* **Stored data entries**
===

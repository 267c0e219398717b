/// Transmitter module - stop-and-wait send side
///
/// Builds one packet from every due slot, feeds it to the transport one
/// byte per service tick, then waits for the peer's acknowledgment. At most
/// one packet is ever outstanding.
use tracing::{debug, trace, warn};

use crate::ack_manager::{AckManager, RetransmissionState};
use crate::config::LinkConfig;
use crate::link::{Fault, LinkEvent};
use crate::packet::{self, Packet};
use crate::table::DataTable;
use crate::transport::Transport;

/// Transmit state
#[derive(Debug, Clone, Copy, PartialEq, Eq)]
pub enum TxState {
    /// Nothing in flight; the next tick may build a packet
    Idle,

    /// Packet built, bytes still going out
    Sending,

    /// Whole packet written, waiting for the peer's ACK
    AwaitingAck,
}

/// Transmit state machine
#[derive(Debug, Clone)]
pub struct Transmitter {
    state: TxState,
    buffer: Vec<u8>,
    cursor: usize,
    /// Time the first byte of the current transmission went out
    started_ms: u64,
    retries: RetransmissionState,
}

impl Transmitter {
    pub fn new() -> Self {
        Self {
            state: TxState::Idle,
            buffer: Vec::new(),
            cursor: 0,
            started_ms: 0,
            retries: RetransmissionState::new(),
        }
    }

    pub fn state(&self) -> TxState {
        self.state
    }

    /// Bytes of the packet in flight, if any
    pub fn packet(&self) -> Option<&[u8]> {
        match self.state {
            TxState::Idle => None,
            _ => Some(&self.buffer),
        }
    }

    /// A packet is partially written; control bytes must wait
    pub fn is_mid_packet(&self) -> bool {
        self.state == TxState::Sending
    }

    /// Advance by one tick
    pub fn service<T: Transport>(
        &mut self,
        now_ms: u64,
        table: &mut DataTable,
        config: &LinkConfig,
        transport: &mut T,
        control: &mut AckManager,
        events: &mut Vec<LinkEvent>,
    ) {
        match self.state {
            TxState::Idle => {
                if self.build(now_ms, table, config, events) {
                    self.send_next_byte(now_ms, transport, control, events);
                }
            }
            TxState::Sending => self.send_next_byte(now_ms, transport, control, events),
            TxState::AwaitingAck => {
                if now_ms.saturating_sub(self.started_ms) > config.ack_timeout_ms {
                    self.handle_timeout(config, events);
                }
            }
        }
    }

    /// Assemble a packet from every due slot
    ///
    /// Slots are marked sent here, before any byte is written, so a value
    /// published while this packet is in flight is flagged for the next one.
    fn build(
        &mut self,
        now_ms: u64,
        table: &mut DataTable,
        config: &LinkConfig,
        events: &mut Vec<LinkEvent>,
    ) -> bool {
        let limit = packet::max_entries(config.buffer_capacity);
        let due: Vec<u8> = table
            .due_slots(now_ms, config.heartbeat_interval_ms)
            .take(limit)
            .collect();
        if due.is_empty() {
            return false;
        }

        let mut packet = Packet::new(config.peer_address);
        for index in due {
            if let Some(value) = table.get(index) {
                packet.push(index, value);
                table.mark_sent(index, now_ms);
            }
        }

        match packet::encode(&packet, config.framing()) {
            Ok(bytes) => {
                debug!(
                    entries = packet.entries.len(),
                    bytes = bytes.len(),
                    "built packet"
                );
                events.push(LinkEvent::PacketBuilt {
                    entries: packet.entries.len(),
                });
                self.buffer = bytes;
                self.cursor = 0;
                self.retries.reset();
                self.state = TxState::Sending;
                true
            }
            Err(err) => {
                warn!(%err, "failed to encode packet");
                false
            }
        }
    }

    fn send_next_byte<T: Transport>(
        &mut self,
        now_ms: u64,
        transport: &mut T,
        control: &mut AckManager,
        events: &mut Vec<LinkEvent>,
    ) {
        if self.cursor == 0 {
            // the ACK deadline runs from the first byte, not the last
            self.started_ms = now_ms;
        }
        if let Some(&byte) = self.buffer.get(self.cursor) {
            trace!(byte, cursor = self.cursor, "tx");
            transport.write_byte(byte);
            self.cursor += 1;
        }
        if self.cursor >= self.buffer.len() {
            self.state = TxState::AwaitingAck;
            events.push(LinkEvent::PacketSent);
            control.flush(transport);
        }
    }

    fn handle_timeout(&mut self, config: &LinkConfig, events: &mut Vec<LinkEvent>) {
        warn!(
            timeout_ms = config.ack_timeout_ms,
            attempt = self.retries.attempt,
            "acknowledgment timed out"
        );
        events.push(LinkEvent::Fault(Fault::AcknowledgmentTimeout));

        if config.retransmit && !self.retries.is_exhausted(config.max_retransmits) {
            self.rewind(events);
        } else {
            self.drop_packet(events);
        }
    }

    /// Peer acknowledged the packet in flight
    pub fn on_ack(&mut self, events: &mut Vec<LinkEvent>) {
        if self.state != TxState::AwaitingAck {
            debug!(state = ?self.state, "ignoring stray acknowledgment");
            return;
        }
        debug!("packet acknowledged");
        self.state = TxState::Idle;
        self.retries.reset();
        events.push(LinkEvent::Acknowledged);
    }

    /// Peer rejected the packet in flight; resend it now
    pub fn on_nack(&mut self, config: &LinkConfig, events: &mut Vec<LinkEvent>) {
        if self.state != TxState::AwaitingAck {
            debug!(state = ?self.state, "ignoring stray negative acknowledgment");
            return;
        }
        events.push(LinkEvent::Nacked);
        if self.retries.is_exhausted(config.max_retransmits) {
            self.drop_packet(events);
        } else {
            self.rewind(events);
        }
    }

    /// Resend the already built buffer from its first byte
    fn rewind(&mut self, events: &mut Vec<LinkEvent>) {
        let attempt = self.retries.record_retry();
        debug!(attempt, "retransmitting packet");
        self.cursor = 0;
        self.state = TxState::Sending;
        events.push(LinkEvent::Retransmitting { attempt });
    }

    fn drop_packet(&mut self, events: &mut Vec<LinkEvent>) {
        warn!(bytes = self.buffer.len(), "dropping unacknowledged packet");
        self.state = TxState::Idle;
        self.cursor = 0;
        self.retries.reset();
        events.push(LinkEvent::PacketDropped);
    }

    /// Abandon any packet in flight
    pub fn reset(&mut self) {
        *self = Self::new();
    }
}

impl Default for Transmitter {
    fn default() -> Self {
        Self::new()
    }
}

===

If a line falls between the first line of the entries and the line containing "if self.build(now_ms, table, config, events)", or is one of those two, restate it word for word; leave all other lines out.

repository 267c0e219398717b
/// Transmitter module - stop-and-wait send side
///
/// Builds one packet from every due slot, feeds it to the transport one
/// byte per service tick, then waits for the peer's acknowledgment. At most
/// one packet is ever outstanding.
use tracing::{debug, trace, warn};

use crate::ack_manager::{AckManager, RetransmissionState};
use crate::config::LinkConfig;
use crate::link::{Fault, LinkEvent};
use crate::packet::{self, Packet};
use crate::table::DataTable;
use crate::transport::Transport;

/// Transmit state
#[derive(Debug, Clone, Copy, PartialEq, Eq)]
pub enum TxState {
    /// Nothing in flight; the next tick may build a packet
    Idle,

    /// Packet built, bytes still going out
    Sending,

    /// Whole packet written, waiting for the peer's ACK
    AwaitingAck,
}

/// Transmit state machine
#[derive(Debug, Clone)]
pub struct Transmitter {
    state: TxState,
    buffer: Vec<u8>,
    cursor: usize,
    /// Time the first byte of the current transmission went out
    started_ms: u64,
    retries: RetransmissionState,
}

impl Transmitter {
    pub fn new() -> Self {
        Self {
            state: TxState::Idle,
            buffer: Vec::new(),
            cursor: 0,
            started_ms: 0,
            retries: RetransmissionState::new(),
        }
    }

    pub fn state(&self) -> TxState {
        self.state
    }

    /// Bytes of the packet in flight, if any
    pub fn packet(&self) -> Option<&[u8]> {
        match self.state {
            TxState::Idle => None,
            _ => Some(&self.buffer),
        }
    }

    /// A packet is partially written; control bytes must wait
    pub fn is_mid_packet(&self) -> bool {
        self.state == TxState::Sending
    }

    /// Advance by one tick
    pub fn service<T: Transport>(
        &mut self,
        now_ms: u64,
        table: &mut DataTable,
        config: &LinkConfig,
        transport: &mut T,
        control: &mut AckManager,
        events: &mut Vec<LinkEvent>,
    ) {
        match self.state {
            TxState::Idle => {
                if self.build(now_ms, table, config, events) {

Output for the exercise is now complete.